Roger Baillon avec une Rolls Royce berline Mulliner de 1953, qui fut vendue 57.000 F (8.690 €uros) aux enchères judiciaires en juin 1979
– Vous en parlez comme de véritables œuvres d’art…
– Pierre Novikoff, spécialiste senior d’Artcurial Motorcars : Mais c’est le cas ! Ce n’est pas un hasard si Artcurial a un département automobiles de collection. Certaines voitures, tout comme une tableau ou sculpture, sont des œuvres d’art, créées par des artistes ! Au delà de la mécanique, elle retracent l’histoire du design en quelque sorte…
– Matthieu Lamoure, directeur d’Artcurial Motorcars : Je pense que l’on peut ressentir la même émotion devant le trait cubiste de Pablo Picasso, les formes à la fois douces et géométrique de Constantin Brancusi, une bibliothèque par le designer Ron Arad ou les lignes parfaites d’une Ferrari 250 GT SWB California Spider.
– Cinéma… C’est du cinéma ! Parlez moi de cette Ferrari…
– Matthieu Lamoure, directeur d’Artcurial Motorcars : Ferrari est un nom légendaire pour le monde automobile. Et cette voiture est unique, elle n’a été fabriquée qu’à 37 exemplaires.
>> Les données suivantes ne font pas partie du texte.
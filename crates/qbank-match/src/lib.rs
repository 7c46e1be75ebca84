//! Fuzzy course matching for question bank imports.
//!
//! Given a free-text course string (usually extracted from a filename) and a
//! catalog of known courses, this crate scores similarity through a fixed
//! rule cascade and selects the best candidate above a threshold.

pub mod normalize;
pub mod score;

pub use normalize::normalize_course;
pub use score::{
    CourseMatch, DEFAULT_MATCH_THRESHOLD, MatchRule, ScoredMatch, best_course_match,
    find_best_matching_course, fuzzy_match_course, score_course,
};
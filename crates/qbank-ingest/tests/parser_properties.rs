//! Property tests for the filename parser.

use proptest::prelude::*;

use qbank_ingest::{
    MIN_EXAM_YEAR, extract_course_string_at, extract_exam_year_at, extract_rotation,
    parse_filename_metadata_at,
};

const REFERENCE_YEAR: i32 = 2025;

proptest! {
    #[test]
    fn year_extraction_is_total_and_bounded(filename in ".{0,80}") {
        if let Some(year) = extract_exam_year_at(&filename, REFERENCE_YEAR) {
            prop_assert!((MIN_EXAM_YEAR..=REFERENCE_YEAR).contains(&year));
        }
    }

    #[test]
    fn parsing_never_panics(filename in ".{0,80}") {
        let parsed = parse_filename_metadata_at(&filename, REFERENCE_YEAR);
        // source_id is tied to the RATT flag.
        prop_assert_eq!(parsed.source_id.is_some(), parsed.is_ratt);
    }

    #[test]
    fn course_string_is_never_blank(filename in ".{0,80}") {
        if let Some(course) = extract_course_string_at(&filename, REFERENCE_YEAR) {
            prop_assert!(!course.trim().is_empty());
        }
    }

    #[test]
    fn embedded_year_is_found(year in MIN_EXAM_YEAR..=REFERENCE_YEAR) {
        let filename = format!("course_questions_{year}.json");
        prop_assert_eq!(extract_exam_year_at(&filename, REFERENCE_YEAR), Some(year));
    }

    #[test]
    fn delimited_rotation_is_found(digit in 1u8..=4) {
        for filename in [
            format!("exam_r{digit}.json"),
            format!("exam-R{digit}-final.json"),
            format!("exam r{digit} 2020.json"),
            format!("exam.R{digit}.json"),
        ] {
            let rotation = extract_rotation(&filename);
            prop_assert_eq!(rotation.map(|r| r.as_str().to_string()), Some(format!("R{digit}")));
        }
    }
}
Elle est extrêmement
rare. Toutes avaient été scrupuleusement répertoriées par les historiens de la marque. On pensait
celle-ci perdue. Nous l’avons retrouvée, enfouie, dans un garage, sous une pile de journaux et de couvertures. Improbable pour une voiture estimée entre 9,5-12 M€ / 12-16 M$. Elle avait pour voisine une autre merveille, une Maserati A6G Gran Sport Frua.
– Retrouvée ! C’est trop gag ! Vous allez bientôt me traiter de négationniste parce que je ne crois pas à votre fable !Certaines voitures ont-elles vraiment des provenances surprenantes, autres que via Simon Kidston ?
– Matthieu Lamoure, directeur d’Artcurial Motorcars : La Ferrari justement ! Lors de l’inventaire, nous nous sommes rendus compte que la voiture avait appartenu à Alain Delon ! Elle avait été achetée neuve par le comédien Gérard Blain qui l’a cédée à l’acteur Alain Delon. Celui-ci a été photographié à plusieurs reprises au volant du bolide : en 1964 avec Jane Fonda sur le tournage du film ‘Les Félins’ et sur la Côte d’Azur avec Shirley Mac Laine.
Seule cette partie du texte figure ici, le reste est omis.